Background Early intervention with an effective disease-modifying drug (DMD) offers the best chance of limiting the inflammatory process that contributes to irreversible axonal damage correlating with disability in multiple sclerosis (MS). It is equally important to ascertain fairly quickly whether patients are responding positively to the choice of therapy to allow time for either a treatment modification or a switch in treatment, a process we termed “treatment optimization”. Various treatment optimization recommendations (TOR) have been proposed to help decide when a patient taking an MS DMD might be showing a sub-optimal response. We have applied the clinical scheme proposed by the Canadian TOR to the patients involved in the Prevention of Relapses and disability by Interferon Subcutaneously in MS 4-year (PRISMS-4) study, who received interferon β-1a treatment for 4 years, with the TOR applied retrospectively at year 1. Objective The aim of this investigation was to examine whether these TOR were able to predict which patients would go on to develop disease breakthrough (defined as any relapses or disease progression), indicative of a sub-optimal response over the ensuing 3 years of study and therefore might have benefited from a change in treatment.

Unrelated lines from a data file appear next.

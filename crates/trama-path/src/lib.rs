//! Typed key paths for trama.
//!
//! Json keys arrive as dotted/bracketed strings (`"fases.items[2].title"`).
//! [`KeyPath::parse`] converts them into a sequence of [`PathSegment`]s once,
//! at the boundary; everything downstream walks segments instead of
//! re-splitting strings. [`limits::validate_json_key`] adds the boundary
//! ceilings (key length, array index) for keys arriving on the write path.

pub mod error;
pub mod limits;
pub mod path;

pub use error::{PathError, Result};
pub use limits::{validate_json_key, MAX_ARRAY_INDEX, MAX_KEY_LENGTH};
pub use path::{KeyPath, PathSegment};
use std::path::Path;
use std::sync::Arc;

use anyhow::Context;
use colored::Colorize;
use trama_sdk::{parse_edit_values, ContentService, FieldEdit, Language, UpdateStatus};
use trama_server::{ContentServer, ServerConfig, UpdateRequest};
use trama_store::{EntryStore, InMemoryContentCache, InMemoryEntryStore};

use crate::cli::*;
use crate::rows;

pub fn run_command(cli: Cli) -> anyhow::Result<()> {
    match cli.command {
        Command::Pages(args) => cmd_pages(args, &cli.format),
        Command::Rebuild(args) => cmd_rebuild(args, &cli.format),
        Command::Check(args) => cmd_check(args, &cli.format),
        Command::Apply(args) => cmd_apply(args, &cli.format),
        Command::Serve(args) => cmd_serve(args),
    }
}

fn cmd_pages(args: PagesArgs, format: &OutputFormat) -> anyhow::Result<()> {
    let (_store, service) = rows::open_service(Path::new(&args.rows))?;
    let pages = service.pages()?;

    if matches!(format, OutputFormat::Json) {
        println!("{}", serde_json::to_string_pretty(&pages)?);
        return Ok(());
    }
    if pages.is_empty() {
        println!("No pages.");
        return Ok(());
    }
    for page in &pages {
        println!("  {}  {} rows", page.page_id.bold(), page.row_count);
    }
    Ok(())
}

fn cmd_rebuild(args: RebuildArgs, format: &OutputFormat) -> anyhow::Result<()> {
    let (_store, service) = rows::open_service(Path::new(&args.rows))?;
    let language = parse_language(args.language.as_deref())?;
    let page = service.get_page(&args.page_id, language)?;

    if matches!(format, OutputFormat::Json) {
        println!("{}", serde_json::to_string_pretty(&page)?);
        return Ok(());
    }

    println!("{}", serde_json::to_string_pretty(&page.content)?);
    for (key, metadata) in &page.language_metadata {
        for issue in &metadata.issues {
            println!("  {} {}: {}", "!".yellow().bold(), key.bold(), issue);
        }
    }
    Ok(())
}

fn cmd_check(args: CheckArgs, format: &OutputFormat) -> anyhow::Result<()> {
    let (_store, service) = rows::open_service(Path::new(&args.rows))?;
    let report = service.validate_page(&args.page_id)?;

    if matches!(format, OutputFormat::Json) {
        println!("{}", serde_json::to_string_pretty(&report)?);
    } else {
        let verdict = if report.valid == report.checked {
            "✓".green().bold()
        } else {
            "✗".red().bold()
        };
        println!(
            "{} {}: {}/{} keys valid",
            verdict,
            report.page_id.bold(),
            report.valid,
            report.checked
        );
        for key in &report.keys {
            if key.is_valid {
                println!("  {} {} ({})", "✓".green(), key.key, key.completeness);
            } else {
                println!("  {} {} ({})", "✗".red(), key.key.bold(), key.completeness);
                for issue in &key.issues {
                    println!("      {}", issue.red());
                }
            }
        }
    }

    if report.valid < report.checked {
        anyhow::bail!(
            "{} of {} keys failed integrity",
            report.checked - report.valid,
            report.checked
        );
    }
    Ok(())
}

fn cmd_apply(args: ApplyArgs, format: &OutputFormat) -> anyhow::Result<()> {
    let (store, service) = rows::open_service(Path::new(&args.rows))?;
    let contents = std::fs::read_to_string(&args.edits)
        .with_context(|| format!("reading edits file {}", args.edits))?;
    let request: UpdateRequest = serde_json::from_str(&contents)
        .with_context(|| format!("parsing edits file {}", args.edits))?;

    let mut edits = Vec::with_capacity(request.edits.len());
    for (json_key, payload) in &request.edits {
        edits.push(FieldEdit {
            json_key: json_key.clone(),
            values: parse_edit_values(&payload.new_text)?,
        });
    }

    let outcome = service.apply_edits(&args.page_id, edits)?;

    if matches!(format, OutputFormat::Json) {
        println!("{}", serde_json::to_string_pretty(&outcome)?);
    } else {
        for entry in &outcome.update_log {
            let status = match entry.status {
                UpdateStatus::Success if entry.is_noop() => "unchanged".dimmed(),
                UpdateStatus::Success => "success".green(),
                UpdateStatus::Failed => "failed".red(),
                UpdateStatus::Exception => "exception".red().bold(),
            };
            println!("  {}  {}", status, entry.key);
            if let Some(error) = &entry.error {
                println!("      {}", error.red());
            }
        }
        println!(
            "{} {} of {} fields updated",
            "✓".green().bold(),
            outcome.updated_count,
            outcome.update_log.len()
        );
    }

    if args.write {
        let merged = rows::all_rows(store.as_ref())?;
        rows::save_rows(Path::new(&args.rows), &merged)?;
        println!("Wrote {} rows to {}", merged.len(), args.rows.bold());
    }
    Ok(())
}

fn cmd_serve(args: ServeArgs) -> anyhow::Result<()> {
    let store = Arc::new(InMemoryEntryStore::new());
    if let Some(path) = &args.rows {
        for entry in rows::load_rows(Path::new(path))? {
            store.upsert(&entry)?;
        }
        println!("Loaded {} rows from {}", store.len(), path.bold());
    }

    let mut config = ServerConfig::default();
    config.bind_addr = args
        .bind
        .parse()
        .with_context(|| format!("invalid bind address {}", args.bind))?;

    let service = Arc::new(ContentService::new(
        store,
        Arc::new(InMemoryContentCache::new()),
        config.service.clone(),
    ));
    let server = ContentServer::new(config, service);

    let runtime = tokio::runtime::Runtime::new()?;
    runtime.block_on(server.serve())?;
    Ok(())
}

/// Absent or `"all"` means all-languages reconstruction.
fn parse_language(raw: Option<&str>) -> anyhow::Result<Option<Language>> {
    match raw {
        None | Some("all") => Ok(None),
        Some(code) => Ok(Some(code.parse::<Language>()?)),
    }
}
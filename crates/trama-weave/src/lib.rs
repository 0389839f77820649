//! Read-side reconstruction for trama.
//!
//! Turns a page's flat rows back into its nested document:
//!
//! 1. [`dedup::dedupe`] collapses duplicate-prefixed variants of the same
//!    logical key, preferring the clean form.
//! 2. [`tree::assign`] places each value at its parsed path, creating
//!    intermediate objects and sparse-filled arrays on demand.
//! 3. [`rebuild::reconstruct`] orchestrates both plus the integrity
//!    validator, producing a [`PageContent`] in either all-languages or
//!    single-language mode.
//!
//! Reconstruction is total: malformed rows are logged and skipped, never
//! fatal. It holds no shared state and is safe to run concurrently across
//! pages.

pub mod dedup;
pub mod rebuild;
pub mod tree;

pub use dedup::{dedupe, strip_page_prefix, ResolvedEntry};
pub use rebuild::{reconstruct, KeyMetadata, PageContent, SHARED_PAGE_ID};
pub use tree::assign;
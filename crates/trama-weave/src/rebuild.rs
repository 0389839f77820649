use std::collections::BTreeMap;

use serde::{Deserialize, Serialize};
use serde_json::{Map, Value};
use trama_path::{KeyPath, MAX_ARRAY_INDEX};
use trama_types::{integrity, Content, IntegrityReport, Language, TextEntry};

use crate::dedup::{dedupe, ResolvedEntry};
use crate::tree::assign;

/// Pseudo-page holding content shared across real pages (footer, nav).
pub const SHARED_PAGE_ID: &str = "__shared__";

/// Diagnostics recorded per original json key during reconstruction.
#[derive(Clone, Debug, PartialEq, Serialize, Deserialize)]
#[serde(rename_all = "camelCase")]
pub struct KeyMetadata {
    pub available_languages: Vec<Language>,
    pub requested_language: Option<Language>,
    pub issues: Vec<String>,
    pub is_multilingual: bool,
}

/// A reconstructed page: the nested content tree plus per-key diagnostics.
///
/// This is what callers render and what the cache stores as a blob. It is
/// assembled fresh on every reconstruction and never written back to the row
/// store.
#[derive(Clone, Debug, PartialEq, Serialize, Deserialize)]
#[serde(rename_all = "camelCase")]
pub struct PageContent {
    pub content: Value,
    pub language_metadata: BTreeMap<String, KeyMetadata>,
    pub is_multilingual: bool,
}

/// Rebuild one page's nested document from its flat rows.
///
/// Two modes:
///
/// - `language = None` (all-languages): every key emits an object holding
///   each required language's text (`""` where absent or null). A legacy
///   bare-string row puts its text under the first required language and
///   `""` under the rest -- a deliberate, limited fallback, not language
///   inference.
/// - `language = Some(l)` (single-language): every key emits the text for
///   `l` when the integrity check reports it usable, and a visual
///   placeholder otherwise.
///
/// Nesting: rows of the requested page nest under their cleaned key; rows of
/// `shared_page_id` nest one level deeper under that pseudo-page's name;
/// rows of any other page nest under their full original key (cross-page
/// leakage is tolerated, not filtered). Malformed rows, and rows whose key
/// carries an array index above `MAX_ARRAY_INDEX`, are skipped from the tree
/// but still appear in `language_metadata`. Stored rows bypass the edit
/// boundary, so the index ceiling is re-checked here before any array is
/// sparse-filled.
///
/// Zero rows is not an error: the result is an empty tree and empty metadata.
pub fn reconstruct(
    entries: Vec<TextEntry>,
    page_id: &str,
    shared_page_id: &str,
    language: Option<Language>,
) -> PageContent {
    let mut content = Value::Object(Map::new());
    let mut language_metadata = BTreeMap::new();

    for resolved in dedupe(entries) {
        let report = integrity::validate(&resolved.entry.content, &resolved.entry.row_id());
        language_metadata.insert(
            resolved.entry.json_key.clone(),
            KeyMetadata {
                available_languages: report.available.clone(),
                requested_language: language,
                issues: report.issue_strings(),
                is_multilingual: resolved.entry.content.is_localized(),
            },
        );

        let emitted = match language {
            None => all_languages_value(&resolved.entry.content),
            Some(l) => single_language_value(&resolved.entry.content, &report, l),
        };
        let Some(value) = emitted else {
            tracing::warn!(
                key = %resolved.entry.row_id(),
                found = resolved.entry.content.type_name(),
                "skipping malformed row"
            );
            continue;
        };

        let nest_key = nest_key(&resolved, page_id, shared_page_id);
        let path = match KeyPath::parse(&nest_key) {
            Ok(path) => path,
            Err(_) => {
                tracing::warn!(key = %resolved.entry.row_id(), "skipping row with empty key");
                continue;
            }
        };
        if let Some(index) = path.max_index().filter(|i| *i > MAX_ARRAY_INDEX) {
            tracing::warn!(
                key = %resolved.entry.row_id(),
                index,
                max = MAX_ARRAY_INDEX,
                "skipping row with out-of-range array index"
            );
            continue;
        }
        assign(&mut content, path.segments(), value);
    }

    PageContent {
        content,
        language_metadata,
        is_multilingual: language.is_none(),
    }
}

/// Where a row nests in the requested page's tree.
fn nest_key(resolved: &ResolvedEntry, page_id: &str, shared_page_id: &str) -> String {
    if resolved.entry.page_id == page_id {
        resolved.clean_key.clone()
    } else if resolved.entry.page_id == shared_page_id {
        format!("{shared_page_id}.{}", resolved.clean_key)
    } else {
        resolved.full_key.clone()
    }
}

fn all_languages_value(content: &Content) -> Option<Value> {
    match content {
        Content::Localized(map) => {
            let mut object = Map::new();
            for language in Language::REQUIRED {
                let value = match map.raw(language.code()) {
                    None | Some(Value::Null) => Value::String(String::new()),
                    Some(other) => other.clone(),
                };
                object.insert(language.code().to_string(), value);
            }
            Some(Value::Object(object))
        }
        Content::Legacy(text) => {
            let mut object = Map::new();
            for language in Language::REQUIRED {
                let value = if language == Language::first() {
                    text.clone()
                } else {
                    String::new()
                };
                object.insert(language.code().to_string(), Value::String(value));
            }
            Some(Value::Object(object))
        }
        Content::Malformed(_) => None,
    }
}

fn single_language_value(
    content: &Content,
    report: &IntegrityReport,
    language: Language,
) -> Option<Value> {
    let map = match content {
        Content::Localized(map) => map,
        Content::Legacy(_) => return Some(Value::String(language.placeholder().to_string())),
        Content::Malformed(_) => return None,
    };
    let text = map
        .text(language)
        .filter(|_| report.is_available(language))
        .map(str::to_string)
        .unwrap_or_else(|| language.placeholder().to_string());
    Some(Value::String(text))
}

Results We found 39% of patients receiving therapy experienced either a medium or high level of concern of breakthrough after a year of treatment, and 89% of these patients went on to develop further breakthrough over years 2–4. Although 67% of the 61% of patients having no or low-level concern after a year of treatment also experienced further disease breakthrough, it was significantly less than the medium or high group. Conclusion This study shows that the Canadian TOR may be an important tool for early treatment optimization.